*** Opening Dataset entries ***

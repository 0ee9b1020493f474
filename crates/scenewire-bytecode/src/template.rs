//! Parameterized macro templates.
//!
//! A template is a Render-opcode body with placeholder byte ranges. Each
//! declared slot contributes `width` bytes to the expected argument block;
//! each `use_slot` leaves a hole in the body and records a backpatch.
//! Compiling copies the body and overwrites every hole with the matching
//! slice of the caller's argument block — one template, many call sites
//! supplying only the varying bytes.

use crate::error::TemplateError;
use crate::opcode::RenderOp;
use crate::stream::ByteStream;

/// A declared variable slot: byte width and cumulative offset into the
/// argument block.
#[derive(Clone, Copy, Debug)]
struct Slot {
    width: usize,
    offset: usize,
}

/// One backpatch: overwrite `width` bytes of the body at `body_offset` with
/// the slot's slice of the argument block.
#[derive(Clone, Copy, Debug)]
struct Patch {
    body_offset: usize,
    slot: u16,
}

/// Reusable drawing program with backpatchable variable slots.
#[derive(Clone, Debug, Default)]
pub struct MacroTemplate {
    body: Vec<u8>,
    slots: Vec<Slot>,
    patches: Vec<Patch>,
    args_len: usize,
}

impl MacroTemplate {
    pub fn new() -> Self {
        Self::default()
    }

    /// Total declared argument-block size in bytes.
    pub fn args_len(&self) -> usize {
        self.args_len
    }

    /// Number of declared slots.
    pub fn slot_count(&self) -> u16 {
        self.slots.len() as u16
    }

    pub fn body_len(&self) -> usize {
        self.body.len()
    }

    /// Declare the next variable slot, returning its index.
    pub fn declare_slot(&mut self, width: usize) -> u16 {
        let index = self.slots.len() as u16;
        self.slots.push(Slot {
            width,
            offset: self.args_len,
        });
        self.args_len += width;
        index
    }

    /// Append one Render opcode byte to the body.
    pub fn push_op(&mut self, op: RenderOp) {
        self.body.push(op.to_byte());
    }

    /// Append placeholder bytes for a previously declared slot and record
    /// the backpatch. The placeholder width comes from the declaration.
    pub fn use_slot(&mut self, slot: u16) -> Result<(), TemplateError> {
        let Some(decl) = self.slots.get(slot as usize) else {
            return Err(TemplateError::UnknownSlot(slot));
        };
        self.patches.push(Patch {
            body_offset: self.body.len(),
            slot,
        });
        self.body.extend(std::iter::repeat_n(0u8, decl.width));
        Ok(())
    }

    /// Append literal bytes to the body, no backpatch.
    pub fn use_const(&mut self, bytes: &[u8]) {
        self.body.extend_from_slice(bytes);
    }

    /// Produce a concrete instruction stream from this template and an
    /// argument block. The result is independent of the template; the
    /// template is never mutated.
    pub fn compile(&self, args: &[u8]) -> Result<ByteStream, TemplateError> {
        if args.len() < self.args_len {
            return Err(TemplateError::ArgumentBlockTooShort {
                expected: self.args_len,
                actual: args.len(),
            });
        }
        let mut body = self.body.clone();
        for patch in &self.patches {
            let slot = self.slots[patch.slot as usize];
            body[patch.body_offset..patch.body_offset + slot.width]
                .copy_from_slice(&args[slot.offset..slot.offset + slot.width]);
        }
        Ok(ByteStream::from_bytes(body))
    }
}
use std::path::PathBuf;

use clap::{Parser, Subcommand};

#[derive(Parser)]
#[command(name = "scenewire", bin_name = "scenewire")]
#[command(about = "Remote incremental scene-description protocol tools")]
pub struct Cli {
    #[command(subcommand)]
    pub command: Command,
}

#[derive(Subcommand)]
pub enum Command {
    /// Play the demo director headlessly and print the drawing calls
    #[command(after_help = r#"EXAMPLES:
  scenewire run
  scenewire run --frames 10
  scenewire run --frames 10 --json"#)]
    Run {
        /// Number of frames to play
        #[arg(long, default_value_t = 1, value_name = "N")]
        frames: u64,

        /// Emit drawing calls as JSON, one frame per line
        #[arg(long)]
        json: bool,
    },

    /// Disassemble an Update stream
    #[command(after_help = r#"EXAMPLES:
  scenewire dump stream.bin
  cat stream.bin | scenewire dump -
  scenewire dump --demo"#)]
    Dump {
        /// Stream file (use "-" for stdin)
        #[arg(value_name = "FILE", required_unless_present = "demo")]
        file: Option<PathBuf>,

        /// Disassemble the demo director's setup stream instead
        #[arg(long, conflicts_with = "file")]
        demo: bool,
    },
}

*** Closing Dataset entries ***

• What the task asks:
If a line in the entries above contains the word "MacroTemplate", copy it.

• Written response:
pub struct MacroTemplate {
impl MacroTemplate {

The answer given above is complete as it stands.